- Relator(a)
- Ministro Sebastião Reis Júnior
- Órgão julgador
- Sexta Turma
- Data do julgamento
- 12/11/2019
- Data de publicação
- 22/11/2019
STJ – Acórdão, Rel. Ministro Sebastião Reis Júnior, Sexta Turma, j. 12/11/2019, p. 22/11/2019
HABEAS CORPUS. TRÁFICO DE ENTORPECENTES. CORRUPÇÃO DE MENORES. ASSOCIAÇÃO PARA O TRÁFICO DE DROGAS. PRISÃO PREVENTIVA. EXCESSO DE PRAZO. MATÉRIA NÃO ANALISADA PELO TRIBUNAL A QUO. SUPRESSÃO DE INSTÂNCIA. IMPOSSIBILIDADE. NEGATIVA DE AUTORIA. INVIABILIDADE. REEXAME DO CONJUNTO FÁTICO-PROBATÓRIO. INDICAÇÃO DE ELEMENTOS CONCRETOS. REITERAÇÃO DELITIVA. GARANTIA DA ORDEM PÚBLICA. MOTIVAÇÃO IDÔNEA. AUSÊNCIA DE MANIFESTA ILEGALIDADE. PARECER ACOLHIDO. 1. A prisão preventiva constitui medida excepcional ao princípio da não culpabilidade, cabível, mediante decisão devidamente fundamentada e com base em dados concretos, quando evidenciada a existência de circunstâncias que demonstrem a necessidade da medida extrema, nos termos do art. 312 e seguintes do Código de Processo Penal. 2. A tese de que haveria excesso de prazo na formação da culpa não foi objeto de apreciação pelo Tribunal de origem, motivo pelo qual também não pode ser aqui analisada, sob pena de indevida supressão de instância. 3. A negativa de indícios de autoria e a ausência de provas, além de demandarem profundo reexame dos fatos e das provas que permeiam o processo principal, não demonstram o constrangimento ilegal. 4. No caso, a manutenção da constrição cautelar está baseada em elementos vinculados à realidade, pois as instâncias ordinárias fazem referência às circunstâncias fáticas justificadoras, destacando, além da quantidade e variedade de entorpecentes encontrados (9 porções de cocaína, pesando 8,17 g, e 2 micropontos de LSD), o fato de os pacientes já possuírem outras passagens criminais e estarem acompanhados de um adolescente para a prática dos supostos delitos.
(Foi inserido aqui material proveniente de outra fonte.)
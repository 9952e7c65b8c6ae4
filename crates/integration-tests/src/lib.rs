//! Integration tests for the Wildflower gift-card service.
//!
//! # Running Tests
//!
//! ```bash
//! cargo test -p wildflower-integration-tests
//! ```
//!
//! The suites run against the in-memory storage backend, which carries
//! the same atomicity contract as the Postgres backend; the concurrency
//! properties (exactly-once redemption, lost-update-free credits) are
//! exercised with real task-level parallelism.
//!
//! # Test Categories
//!
//! - `redemption_protocol` - token validation, identity flows, and the
//!   exactly-once guarantee under 50 concurrent executions
//! - `wallet_ledger` - reconciliation invariant under concurrent and
//!   mixed activity
//! - `card_lifecycle` - conservation of value through partial use,
//!   expiry monotonicity, cancellation
//!
//! This crate's library is the shared fixture: an engine wired to the
//! in-memory backend plus helpers for issuing cards with controlled
//! expiry.

use std::sync::Arc;

use chrono::{Duration, Utc};
use secrecy::SecretString;
use url::Url;

use wildflower_core::{CardStatus, Email, Money};
use wildflower_giftcards::config::GiftcardsConfig;
use wildflower_giftcards::db::{MemoryStore, Store};
use wildflower_giftcards::models::{GiftCard, NewGiftCard};
use wildflower_giftcards::services::tokens;
use wildflower_giftcards::services::{
    RecordingNotifier, RedemptionService, StaticDirectory, VerifyThrottle,
};

/// An engine instance wired to the in-memory backend.
pub struct TestEngine {
    pub store: Arc<MemoryStore>,
    pub directory: Arc<StaticDirectory>,
    pub notifier: Arc<RecordingNotifier>,
    pub throttle: Arc<VerifyThrottle>,
    pub config: GiftcardsConfig,
}

impl Default for TestEngine {
    fn default() -> Self {
        Self::new()
    }
}

impl TestEngine {
    /// Create a fresh engine with a generous verification throttle.
    #[must_use]
    pub fn new() -> Self {
        Self {
            store: Arc::new(MemoryStore::new()),
            directory: Arc::new(StaticDirectory::new()),
            notifier: Arc::new(RecordingNotifier::new()),
            throttle: Arc::new(VerifyThrottle::new(10_000)),
            config: test_config(),
        }
    }

    /// Borrow a redemption service over this engine.
    #[must_use]
    pub fn redemption(&self) -> RedemptionService<'_> {
        RedemptionService::new(
            self.store.as_ref(),
            self.directory.as_ref(),
            self.notifier.as_ref(),
            self.throttle.as_ref(),
        )
    }

    /// Issue an active card directly through the store with a controlled
    /// expiry; returns the card and the plaintext token.
    ///
    /// # Panics
    ///
    /// Panics on invalid fixture input.
    pub async fn issue_card(
        &self,
        face_cents: i64,
        expires_in: Duration,
        recipient: Option<&str>,
    ) -> (GiftCard, String) {
        self.issue_card_with_status(face_cents, expires_in, recipient, CardStatus::Active)
            .await
    }

    /// Like [`Self::issue_card`] with an explicit initial status.
    ///
    /// # Panics
    ///
    /// Panics on invalid fixture input.
    #[allow(clippy::unwrap_used)]
    pub async fn issue_card_with_status(
        &self,
        face_cents: i64,
        expires_in: Duration,
        recipient: Option<&str>,
        status: CardStatus,
    ) -> (GiftCard, String) {
        let token = tokens::generate_token();
        let now = Utc::now();
        let card = self
            .store
            .create_card(NewGiftCard {
                code: tokens::generate_code("WF"),
                token_hash: token.hash,
                face_amount: Money::from_cents(face_cents).unwrap(),
                status,
                purchaser_name: Some("Dana Buyer".to_string()),
                purchaser_email: Email::parse("dana@example.com").unwrap(),
                purchaser_phone: None,
                recipient_name: None,
                recipient_email: recipient.map(|r| Email::parse(r).unwrap()),
                gift_message: None,
                is_gift: recipient.is_some(),
                purchased_at: now,
                expires_at: now + expires_in,
                token_expires_at: now + Duration::hours(48),
            })
            .await
            .unwrap();
        (card, token.plaintext)
    }
}

/// A config suitable for tests; never touches a real database.
#[must_use]
#[allow(clippy::missing_panics_doc, clippy::unwrap_used)]
pub fn test_config() -> GiftcardsConfig {
    GiftcardsConfig {
        database_url: SecretString::from("postgres://localhost/unused"),
        host: "127.0.0.1".parse().unwrap(),
        port: 0,
        base_url: Url::parse("https://wildflowerdayspa.test").unwrap(),
        code_prefix: "WF".to_string(),
        card_validity_months: 24,
        token_ttl_hours: 48,
        verify_attempts_per_minute: 10_000,
        sentry_dsn: None,
        sentry_environment: None,
    }
}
Tudo a revelar a periculosidade in concreto dos agentes. 5. Eventuais condições pessoais favoráveis não têm o condão de, por si sós, garantir a revogação da prisão preventiva. 6. Ordem denegada. (HC n. 536.212/SP, relator Ministro Sebastião Reis Júnior, Sexta Turma, julgado em 12/11/2019, DJe de 22/11/2019.)